Margaret Bearlin in association with Cynthia James and Mary Ziesak
‘Women’s power to stop war: Women’s International League for Peace and Freedom 1915 to 2015’, Honest History, 14 April 2015
2015 marks not only the centenary of Anzac; it is also the 100th anniversary of the founding of the Women’s International League for Peace and Freedom, the oldest international women’s peace movement in the world. On 28 April 1915, 1200 women from both warring and neutral nations gathered in The Hague at an International Congress of Women. These women were ambitious suffragists and peace activists wanting more than an immediate end to this carnage. Their vision and passion was to eliminate the causes of war.
The Resolutions they passed at this Congress laid the basis for the formation of the League of Nations and later the United Nations, determining that international conflict should be resolved by negotiation in a council of all nations, in which women and men should be equally represented. The vision of these women was to challenge militarism, to invest in peace, and build institutions dedicated to preventing war, upholding principles of economic and social justice and opposing discrimination of all kinds.

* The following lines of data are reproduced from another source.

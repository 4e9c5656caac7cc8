//! Code builder for generating properly indented source.

use super::{CodeFragment, Indent, Renderable};

/// Indentation-aware writer that AST nodes render into.
///
/// ```
/// use dtox_codegen::builder::CodeBuilder;
///
/// let mut builder = CodeBuilder::typescript();
/// builder
///     .push_line("export interface User {")
///     .push_indent()
///     .push_line("name: string;")
///     .push_dedent()
///     .push_line("}");
///
/// let code = builder.build();
/// assert_eq!(code, "export interface User {\n  name: string;\n}\n");
/// ```
#[derive(Debug, Clone)]
pub struct CodeBuilder {
    indent_level: usize,
    indent: Indent,
    buffer: String,
}

impl CodeBuilder {
    pub fn new(indent: Indent) -> Self {
        Self {
            indent_level: 0,
            indent,
            buffer: String::new(),
        }
    }

    pub fn typescript() -> Self {
        Self::new(Indent::TYPESCRIPT)
    }

    pub fn dart() -> Self {
        Self::new(Indent::DART)
    }

    /// Add a line of code with current indentation.
    ///
    /// Empty lines are written without trailing indentation.
    pub fn push_line(&mut self, s: &str) -> &mut Self {
        if !s.is_empty() {
            self.write_indent();
            self.buffer.push_str(s);
        }
        self.buffer.push('\n');
        self
    }

    pub fn push_blank(&mut self) -> &mut Self {
        self.buffer.push('\n');
        self
    }

    pub fn push_indent(&mut self) -> &mut Self {
        self.indent_level += 1;
        self
    }

    pub fn push_dedent(&mut self) -> &mut Self {
        self.indent_level = self.indent_level.saturating_sub(1);
        self
    }

    /// Add a JSDoc comment. Multi-line text becomes a block comment.
    pub fn push_jsdoc(&mut self, text: &str) -> &mut Self {
        let lines: Vec<&str> = text.lines().collect();
        if lines.len() <= 1 {
            let line = format!("/** {} */", text.trim());
            return self.push_line(&line);
        }
        self.push_line("/**");
        for line in lines {
            let line = format!(" * {}", line.trim_end());
            self.push_line(line.trim_end());
        }
        self.push_line(" */")
    }

    /// Add a `///` doc comment, one per line of text.
    pub fn push_line_doc(&mut self, text: &str) -> &mut Self {
        for line in text.lines() {
            let line = format!("/// {}", line.trim_end());
            self.push_line(line.trim_end());
        }
        self
    }

    /// Emit a Renderable node.
    pub fn emit(&mut self, node: &impl Renderable) -> &mut Self {
        for fragment in node.to_fragments() {
            self.apply_fragment(fragment);
        }
        self
    }

    /// Apply a single code fragment.
    pub fn apply_fragment(&mut self, fragment: CodeFragment) {
        match fragment {
            CodeFragment::Line(s) => {
                self.push_line(&s);
            }
            CodeFragment::Blank => {
                self.push_blank();
            }
            CodeFragment::Block {
                header,
                body,
                close,
            } => {
                self.push_line(&header);
                self.push_indent();
                for f in body {
                    self.apply_fragment(f);
                }
                self.push_dedent();
                if let Some(c) = close {
                    self.push_line(&c);
                }
            }
            CodeFragment::JsDoc(text) => {
                self.push_jsdoc(&text);
            }
            CodeFragment::LineDoc(text) => {
                self.push_line_doc(&text);
            }
        }
    }

    /// Consume the builder and return the generated code.
    pub fn build(self) -> String {
        self.buffer
    }

    fn write_indent(&mut self) {
        for _ in 0..self.indent_level {
            self.buffer.push_str(self.indent.as_str());
        }
    }
}

#[cfg(test)]
mod tests {
    use super::*;

    #[test]
    fn test_indentation() {
        let mut builder = CodeBuilder::typescript();
        builder
            .push_line("export class A {")
            .push_indent()
            .push_line("x = 1;")
            .push_dedent()
            .push_line("}");

        assert_eq!(builder.build(), "export class A {\n  x = 1;\n}\n");
    }

    #[test]
    fn test_blank_line_has_no_indent() {
        let mut builder = CodeBuilder::dart();
        builder
            .push_indent()
            .push_line("a;")
            .push_line("")
            .push_blank()
            .push_line("b;");

        assert_eq!(builder.build(), "  a;\n\n\n  b;\n");
    }

    #[test]
    fn test_dedent_saturates() {
        let mut builder = CodeBuilder::dart();
        builder.push_dedent().push_dedent().push_line("x;");
        assert_eq!(builder.build(), "x;\n");
    }

    #[test]
    fn test_single_line_jsdoc() {
        let mut builder = CodeBuilder::typescript();
        builder.push_jsdoc("The user name");
        assert_eq!(builder.build(), "/** The user name */\n");
    }

    #[test]
    fn test_multi_line_jsdoc() {
        let mut builder = CodeBuilder::typescript();
        builder.push_indent().push_jsdoc("First line\n\nThird line");
        assert_eq!(
            builder.build(),
            "  /**\n   * First line\n   *\n   * Third line\n   */\n"
        );
    }

    #[test]
    fn test_line_doc() {
        let mut builder = CodeBuilder::dart();
        builder.push_line_doc("One\nTwo");
        assert_eq!(builder.build(), "/// One\n/// Two\n");
    }

    #[test]
    fn test_emit_block_fragment() {
        struct BlockNode;
        impl Renderable for BlockNode {
            fn to_fragments(&self) -> Vec<CodeFragment> {
                vec![
                    CodeFragment::jsdoc("A user"),
                    CodeFragment::block(
                        "export interface User {",
                        vec![CodeFragment::line("name: string;")],
                        Some("}".to_string()),
                    ),
                ]
            }
        }

        let mut builder = CodeBuilder::typescript();
        builder.emit(&BlockNode);
        assert_eq!(
            builder.build(),
            "/** A user */\nexport interface User {\n  name: string;\n}\n"
        );
    }

    #[test]
    fn test_emit_nested_blocks() {
        let mut builder = CodeBuilder::dart();
        builder.apply_fragment(CodeFragment::block(
            "class A {",
            vec![
                CodeFragment::block("const A({", vec![], Some("});".into())),
                CodeFragment::blank(),
                CodeFragment::line_doc("Name"),
            ],
            Some("}".into()),
        ));
        assert_eq!(
            builder.build(),
            "class A {\n  const A({\n  });\n\n  /// Name\n}\n"
        );
    }
}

In 1919, at the second Congress in Zurich, which Vida Goldstein and Cecily John from the Women’s Peace Army (WPA) and Eleanor Moore, from the Sisterhood of Peace, attended, the institution was formalised, adopting the name Women’s International League for Peace and Freedom (WILPF). In 1920 the Sisterhood became the Australian Section of WILPF and many WPA members joined when it was disbanded.
WILPF today: WILPF at Symposium on Women Confronting ISIS, Commission for the Status of Women, New York, March 2015 (WILPF)
WILPF now has national sections in 30 countries and consultative status as an NGO with the United Nations. Its International Secretariat is based in Geneva with a New York UN office.
This essay is an introduction to WILPF’s history. For a more detailed story see the WILPF Centenary TimeLine Posters.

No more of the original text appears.